The -Itext option specifies to index the text field of the HtmlDocumentFactory that is processing your collection (there is also a title field). There are many more options, which you can examine using the online help.

Distributed archive construction

Archives can be built in a distributed fashion, and then combined. To do so, however, you run manually the three archive construction phases. As an example, we suppose you have two input files containing one document per line. In this case, we can use the built-in InputStreamDocumentSequence, which reads documents from standard input. Properties are specified directly to the tools running the archive construction phases.

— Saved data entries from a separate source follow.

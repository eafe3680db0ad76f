//! Configuration management for the feed client

use std::time::Duration;

use compact_str::CompactString;

use super::error::{ClientError, Result};
use crate::config::RelayConfig;

pub const DEFAULT_FEED_URL: &str = "https://api.github.com/events";
pub const DEFAULT_USER_AGENT: &str = concat!("feed-relay/", env!("CARGO_PKG_VERSION"));

/// Main configuration for the feed client
#[derive(Debug, Clone)]
pub struct ClientConfig {
    /// Root URL of the feed; every cycle starts paging from here
    pub feed_url: CompactString,
    /// Access token sent as `Authorization: token <token>`
    pub token: CompactString,
    /// Polling configuration
    pub polling: PollingConfig,
    /// Request configuration
    pub request: RequestConfig,
}

/// Polling configuration
#[derive(Debug, Clone)]
pub struct PollingConfig {
    /// Fixed pause between the end of one cycle and the start of the next
    pub interval: Duration,
    /// Per-subscriber queue depth of the event publisher
    pub publisher_capacity: usize,
}

/// HTTP request configuration
#[derive(Debug, Clone)]
pub struct RequestConfig {
    /// Request timeout
    pub timeout: Duration,
    /// `User-Agent` header; GitHub rejects requests without one
    pub user_agent: CompactString,
}

impl Default for PollingConfig {
    fn default() -> Self {
        Self {
            interval: Duration::from_secs(15),
            publisher_capacity: 1024,
        }
    }
}

impl Default for RequestConfig {
    fn default() -> Self {
        Self {
            timeout: Duration::from_secs(30),
            user_agent: DEFAULT_USER_AGENT.into(),
        }
    }
}

impl ClientConfig {
    /// Create a new client configuration
    pub fn new(feed_url: impl Into<CompactString>, token: impl Into<CompactString>) -> Self {
        Self {
            feed_url: feed_url.into(),
            token: token.into(),
            polling: PollingConfig::default(),
            request: RequestConfig::default(),
        }
    }

    /// Validate the configuration
    pub fn validate(&self) -> Result<()> {
        if self.feed_url.is_empty() {
            return Err(ClientError::config_validation("feed_url", "Feed URL cannot be empty"));
        }

        if !self.feed_url.starts_with("http://") && !self.feed_url.starts_with("https://") {
            return Err(ClientError::config_validation(
                "feed_url",
                "Feed URL must start with http:// or https://",
            ));
        }

        if url::Url::parse(&self.feed_url).is_err() {
            return Err(ClientError::config_validation(
                "feed_url",
                "Feed URL is not a valid URL format",
            ));
        }

        if self.token.trim().is_empty() {
            return Err(ClientError::config_validation(
                "token",
                "Access token cannot be empty (set GITHUB_TOKEN)",
            ));
        }

        if self.polling.interval.is_zero() {
            return Err(ClientError::config_validation(
                "poll_interval_secs",
                "Poll interval must be greater than zero",
            ));
        }

        if self.polling.publisher_capacity == 0 {
            return Err(ClientError::config_validation(
                "publisher_capacity",
                "Publisher capacity must be greater than zero",
            ));
        }

        if self.request.timeout.is_zero() {
            return Err(ClientError::config_validation(
                "request_timeout_secs",
                "Timeout must be greater than zero",
            ));
        }

        Ok(())
    }

    /// Set polling interval
    pub fn with_interval(mut self, interval: Duration) -> Self {
        self.polling.interval = interval;
        self
    }

    /// Set publisher queue depth
    pub fn with_publisher_capacity(mut self, capacity: usize) -> Self {
        self.polling.publisher_capacity = capacity;
        self
    }

    /// Set request timeout
    pub fn with_timeout(mut self, timeout: Duration) -> Self {
        self.request.timeout = timeout;
        self
    }
}

impl From<RelayConfig> for ClientConfig {
    fn from(config: RelayConfig) -> Self {
        Self::new(config.feed_url, config.token.unwrap_or_default())
            .with_interval(Duration::from_secs(config.poll_interval_secs))
            .with_timeout(Duration::from_secs(config.request_timeout_secs))
            .with_publisher_capacity(config.publisher_capacity)
    }
}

First, you must Preprocess your files (for sake of simplicity, we assume they are both in the same directory, but of course you can run the two following commands in a distributed way):

    java -Xmx256M -server it.unimi.dsi.archive4j.tool.Preprocess \      
        -Itext -p encoding=UTF-8 basename0 <your-input-file0
    java -Xmx256M -server it.unimi.dsi.archive4j.tool.Preprocess \      
        -Itext -p encoding=UTF-8 basename1 <your-input-file1

Now you have to move all files generated to a single location, and merge them:

    java -Xmx256M -server it.unimi.dsi.archive4j.tool.MergePreprocessedData \ 
        basename basename0 basename1

In this phase you can also reduce the term set using various options. The resulting global data files have names stemmed from basename, and must be used to perform the actual Scan:

    java -Xmx256M -server it.unimi.dsi.archive4j.tool.Scan \
         -Itext -r -p encoding=UTF-8 basename0 basename <your-input-file0
    java -Xmx256M -server it.unimi.dsi.archive4j.tool.Scan \
        -Itext -r -p encoding=UTF-8 basename1 basename <your-input-file1

It is your responsibility to provide the same options related to the document sequence in the preprocessing and scanning phase. Note that we are passing the optional parameter basename, which will cause global data to be used for archive construction. The option -r suggests to build a random-access archive.

At the end, you have two partial archives that must be merged:

    java -Xmx256M -server it.unimi.dsi.archive4j.tool.MergeSortedArchives \
        -C basename basename0 basename1

The -C option suggests to concatenate the archives—document identifiers will be renumbered sequentially. It is also possible to specify an explicit document identifier using a map from URIs to integers, and in that case the resulting archives must be just merged (i.e., no -C option).

Warning: we are using the same basename for both merging phases. This is essential, as archive4j.tool.MergeProcessedData computes some global statistics, such as term frequencies, which must be associated to archive basename.